We aren't sure which direction to go (or who is right!). We are not necessarily interested in detecting snps or indels, but our interest is purely identifying gene expression changes. Depending on which expert recommendation we go with drastically changes our budget. 2x100 doubles the cost of sequencing. So if we increase the costs we had planned for sequencing, that is a lot less samples/replicates we can sequence. We actually wouldn't be able to afford to sequence all of our collected samples, which seems like a waste! Our preference would be to stick with what we originally planned and budgeted for and 2/3 of our experts are telling us 2x50.
Agreed, but this comparison is valid only if cost is not a consideration. You can sequence three replicates at SE-50bp for the same price as one PE-75bp sample, and those replicates provide far more statistical power for detecting differential gene expression than a small increase in the percentage of unique mappers.
P.S.-Thanks for posting the tweet: I'd been looking for it without success.
For HiSeq, PE100 should only be about twice the cost of SE50. If you are getting charged 3X for PE75 over SE50, you should ask about that.

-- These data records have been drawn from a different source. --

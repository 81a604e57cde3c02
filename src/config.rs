use core::time::Duration;

/// Identifies one physical wire, usually by its GPIO number.
#[derive(Copy, Clone, Debug, PartialEq, Eq, Hash)]
#[cfg_attr(feature = "defmt", derive(defmt::Format))]
pub struct Line(pub u8);

impl Line {
    /// SCL on the Raspberry Pi rev 2 header.
    pub const RPI_SCL: Line = Line(3);
    /// SDA on the Raspberry Pi rev 2 header.
    pub const RPI_SDA: Line = Line(2);
}

/// Default interval between wire changes.
const T_SETTLE: Duration = Duration::from_nanos(1);
const T_HOLD: Duration = Duration::from_nanos(1);
const T_PERIOD: Duration = Duration::from_nanos(1);

/// Per-bus parameters.
///
/// `settle` is waited after every change of wire state. `hold` and `period`
/// are carried for device-specific protocols and are not consumed by the bus
/// primitives.
#[derive(Copy, Clone, Debug, PartialEq, Eq)]
pub struct BusConfig {
    pub scl: Line,
    pub sda: Line,
    /// Emit a START before every block transfer.
    pub auto_start: bool,
    /// Emit a STOP after every block transfer, including aborted ones.
    pub auto_stop: bool,
    pub settle: Duration,
    pub hold: Duration,
    pub period: Duration,
}

impl BusConfig {
    pub const fn new(scl: Line, sda: Line) -> Self {
        Self {
            scl,
            sda,
            auto_start: true,
            auto_stop: true,
            settle: T_SETTLE,
            hold: T_HOLD,
            period: T_PERIOD,
        }
    }

    pub const fn auto_start(mut self, enabled: bool) -> Self {
        self.auto_start = enabled;
        self
    }

    pub const fn auto_stop(mut self, enabled: bool) -> Self {
        self.auto_stop = enabled;
        self
    }

    pub const fn settle(mut self, settle: Duration) -> Self {
        self.settle = settle;
        self
    }

    pub const fn hold(mut self, hold: Duration) -> Self {
        self.hold = hold;
        self
    }

    pub const fn period(mut self, period: Duration) -> Self {
        self.period = period;
        self
    }

    /// Settle time in whole nanoseconds, saturated to what `DelayNs` takes.
    pub(crate) fn settle_ns(&self) -> u32 {
        u32::try_from(self.settle.as_nanos()).unwrap_or(u32::MAX)
    }
}

impl Default for BusConfig {
    fn default() -> Self {
        Self::new(Line::RPI_SCL, Line::RPI_SDA)
    }
}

Also, that's just for sequencing. The libraries are going to be the same price and those are a significant portion of the total cost.
You can definitely afford more replicates with SE50, but you need to sequence deep to get to even 2X price difference.
You're correct, 3X is true only if you're talking about a single sample (three replicates of SE-50 @ 50M reads/library vs. one replicate of PE-75). But SE-50bp IS cheaper than PE-75, and the larger point that more replicates is much better than longer reads remains valid.
As for library prep, the cost is negligible (~$50 each) compared to the cost of sequencing.